▶ **WHAT THIS TASK INVOLVES**
Beginning with the line that contains "visit_module(graph, succ, exclude_codegen_edges, visited, out);" in the material below, print each line exactly until the line that contains "let owner = graph.module(module).package;" has been printed, then stop.

▶ **MATERIAL SHOWN**
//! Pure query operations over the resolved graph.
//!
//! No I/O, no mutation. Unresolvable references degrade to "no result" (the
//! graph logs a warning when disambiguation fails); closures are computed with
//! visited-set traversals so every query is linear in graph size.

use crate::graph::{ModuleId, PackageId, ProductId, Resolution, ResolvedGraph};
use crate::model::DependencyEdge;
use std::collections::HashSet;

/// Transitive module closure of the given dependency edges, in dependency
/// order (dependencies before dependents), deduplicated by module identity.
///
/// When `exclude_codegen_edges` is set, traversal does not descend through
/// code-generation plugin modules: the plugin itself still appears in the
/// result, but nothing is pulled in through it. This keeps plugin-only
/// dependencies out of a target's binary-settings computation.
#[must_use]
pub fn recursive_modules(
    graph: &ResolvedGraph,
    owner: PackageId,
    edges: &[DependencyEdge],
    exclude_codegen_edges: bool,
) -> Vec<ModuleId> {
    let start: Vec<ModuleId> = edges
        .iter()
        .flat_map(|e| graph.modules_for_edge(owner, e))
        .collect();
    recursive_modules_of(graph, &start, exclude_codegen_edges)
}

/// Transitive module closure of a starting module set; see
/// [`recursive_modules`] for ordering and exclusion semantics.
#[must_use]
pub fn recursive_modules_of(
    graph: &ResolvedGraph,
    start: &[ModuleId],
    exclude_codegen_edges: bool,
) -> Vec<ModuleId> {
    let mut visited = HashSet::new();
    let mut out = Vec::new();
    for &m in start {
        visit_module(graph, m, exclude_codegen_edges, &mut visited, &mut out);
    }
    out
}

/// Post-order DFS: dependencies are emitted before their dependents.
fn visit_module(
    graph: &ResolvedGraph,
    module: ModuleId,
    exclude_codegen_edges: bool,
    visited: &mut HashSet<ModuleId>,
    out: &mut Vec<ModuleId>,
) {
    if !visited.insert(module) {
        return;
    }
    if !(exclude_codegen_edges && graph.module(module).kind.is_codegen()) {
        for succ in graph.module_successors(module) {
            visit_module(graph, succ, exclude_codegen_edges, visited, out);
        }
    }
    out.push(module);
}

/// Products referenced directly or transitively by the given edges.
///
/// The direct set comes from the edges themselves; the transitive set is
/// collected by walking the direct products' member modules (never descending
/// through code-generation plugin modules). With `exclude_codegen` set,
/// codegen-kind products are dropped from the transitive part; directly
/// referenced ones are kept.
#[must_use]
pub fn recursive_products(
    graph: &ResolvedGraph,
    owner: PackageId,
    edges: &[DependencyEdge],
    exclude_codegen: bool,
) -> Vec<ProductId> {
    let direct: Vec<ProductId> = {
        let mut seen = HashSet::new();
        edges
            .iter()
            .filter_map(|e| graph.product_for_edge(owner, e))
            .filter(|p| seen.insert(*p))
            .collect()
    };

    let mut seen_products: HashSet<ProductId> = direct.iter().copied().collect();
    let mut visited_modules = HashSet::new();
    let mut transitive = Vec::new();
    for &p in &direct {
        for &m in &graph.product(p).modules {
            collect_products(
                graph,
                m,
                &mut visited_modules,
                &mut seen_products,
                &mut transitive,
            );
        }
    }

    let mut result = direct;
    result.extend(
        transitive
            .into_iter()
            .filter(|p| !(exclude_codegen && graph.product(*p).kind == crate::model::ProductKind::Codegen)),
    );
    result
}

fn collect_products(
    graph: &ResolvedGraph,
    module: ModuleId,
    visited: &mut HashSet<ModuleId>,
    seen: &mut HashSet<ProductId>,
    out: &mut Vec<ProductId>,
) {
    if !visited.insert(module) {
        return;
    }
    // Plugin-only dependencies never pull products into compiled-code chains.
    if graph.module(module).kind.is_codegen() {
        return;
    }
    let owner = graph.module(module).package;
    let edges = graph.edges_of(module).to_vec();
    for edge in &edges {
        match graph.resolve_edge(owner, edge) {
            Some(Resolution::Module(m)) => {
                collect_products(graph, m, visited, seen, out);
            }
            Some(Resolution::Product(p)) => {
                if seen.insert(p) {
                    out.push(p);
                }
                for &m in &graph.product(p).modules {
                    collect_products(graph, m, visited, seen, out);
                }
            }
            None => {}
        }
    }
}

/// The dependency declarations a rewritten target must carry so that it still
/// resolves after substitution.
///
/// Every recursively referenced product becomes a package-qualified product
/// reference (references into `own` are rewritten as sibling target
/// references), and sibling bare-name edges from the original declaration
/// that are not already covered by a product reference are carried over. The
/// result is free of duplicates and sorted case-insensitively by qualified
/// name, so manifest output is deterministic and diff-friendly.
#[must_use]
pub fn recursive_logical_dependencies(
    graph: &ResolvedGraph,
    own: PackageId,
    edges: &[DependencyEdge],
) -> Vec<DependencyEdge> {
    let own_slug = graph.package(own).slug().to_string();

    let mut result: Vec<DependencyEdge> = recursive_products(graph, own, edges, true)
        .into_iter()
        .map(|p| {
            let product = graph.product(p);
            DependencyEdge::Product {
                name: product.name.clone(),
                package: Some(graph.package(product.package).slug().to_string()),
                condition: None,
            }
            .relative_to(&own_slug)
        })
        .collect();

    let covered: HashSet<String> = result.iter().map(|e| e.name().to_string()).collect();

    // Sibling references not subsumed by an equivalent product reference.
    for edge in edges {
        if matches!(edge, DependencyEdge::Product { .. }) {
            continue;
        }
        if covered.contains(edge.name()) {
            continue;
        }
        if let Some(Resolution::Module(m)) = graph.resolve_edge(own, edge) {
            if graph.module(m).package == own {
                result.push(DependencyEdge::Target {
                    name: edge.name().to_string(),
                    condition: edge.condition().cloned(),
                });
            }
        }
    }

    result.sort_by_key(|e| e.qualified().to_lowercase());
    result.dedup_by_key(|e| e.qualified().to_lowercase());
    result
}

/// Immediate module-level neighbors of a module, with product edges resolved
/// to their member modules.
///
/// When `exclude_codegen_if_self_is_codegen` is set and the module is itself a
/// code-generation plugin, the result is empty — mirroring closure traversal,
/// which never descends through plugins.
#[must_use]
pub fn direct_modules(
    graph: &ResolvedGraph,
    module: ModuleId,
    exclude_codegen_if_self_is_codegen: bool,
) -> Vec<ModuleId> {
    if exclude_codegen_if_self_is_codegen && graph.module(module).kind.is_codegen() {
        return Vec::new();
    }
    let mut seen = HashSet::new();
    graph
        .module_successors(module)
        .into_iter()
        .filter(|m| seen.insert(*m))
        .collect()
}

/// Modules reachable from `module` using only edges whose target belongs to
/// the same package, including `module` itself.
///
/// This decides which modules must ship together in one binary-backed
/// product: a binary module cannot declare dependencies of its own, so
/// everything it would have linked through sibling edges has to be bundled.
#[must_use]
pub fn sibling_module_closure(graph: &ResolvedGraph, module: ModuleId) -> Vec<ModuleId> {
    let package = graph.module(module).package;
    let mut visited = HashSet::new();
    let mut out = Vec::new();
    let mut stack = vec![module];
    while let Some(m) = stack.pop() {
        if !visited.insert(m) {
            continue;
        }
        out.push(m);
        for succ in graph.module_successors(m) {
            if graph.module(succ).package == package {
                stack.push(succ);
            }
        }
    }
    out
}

▶ **ANSWER BOX**
            visit_module(graph, succ, exclude_codegen_edges, visited, out);
        }
    }
    out.push(module);
}

/// Products referenced directly or transitively by the given edges.
///
/// The direct set comes from the edges themselves; the transitive set is
/// collected by walking the direct products' member modules (never descending
/// through code-generation plugin modules). With `exclude_codegen` set,
/// codegen-kind products are dropped from the transitive part; directly
/// referenced ones are kept.
#[must_use]
pub fn recursive_products(
    graph: &ResolvedGraph,
    owner: PackageId,
    edges: &[DependencyEdge],
    exclude_codegen: bool,
) -> Vec<ProductId> {
    let direct: Vec<ProductId> = {
        let mut seen = HashSet::new();
        edges
            .iter()
            .filter_map(|e| graph.product_for_edge(owner, e))
            .filter(|p| seen.insert(*p))
            .collect()
    };

    let mut seen_products: HashSet<ProductId> = direct.iter().copied().collect();
    let mut visited_modules = HashSet::new();
    let mut transitive = Vec::new();
    for &p in &direct {
        for &m in &graph.product(p).modules {
            collect_products(
                graph,
                m,
                &mut visited_modules,
                &mut seen_products,
                &mut transitive,
            );
        }
    }

    let mut result = direct;
    result.extend(
        transitive
            .into_iter()
            .filter(|p| !(exclude_codegen && graph.product(*p).kind == crate::model::ProductKind::Codegen)),
    );
    result
}

fn collect_products(
    graph: &ResolvedGraph,
    module: ModuleId,
    visited: &mut HashSet<ModuleId>,
    seen: &mut HashSet<ProductId>,
    out: &mut Vec<ProductId>,
) {
    if !visited.insert(module) {
        return;
    }
    // Plugin-only dependencies never pull products into compiled-code chains.
    if graph.module(module).kind.is_codegen() {
        return;
    }
    let owner = graph.module(module).package;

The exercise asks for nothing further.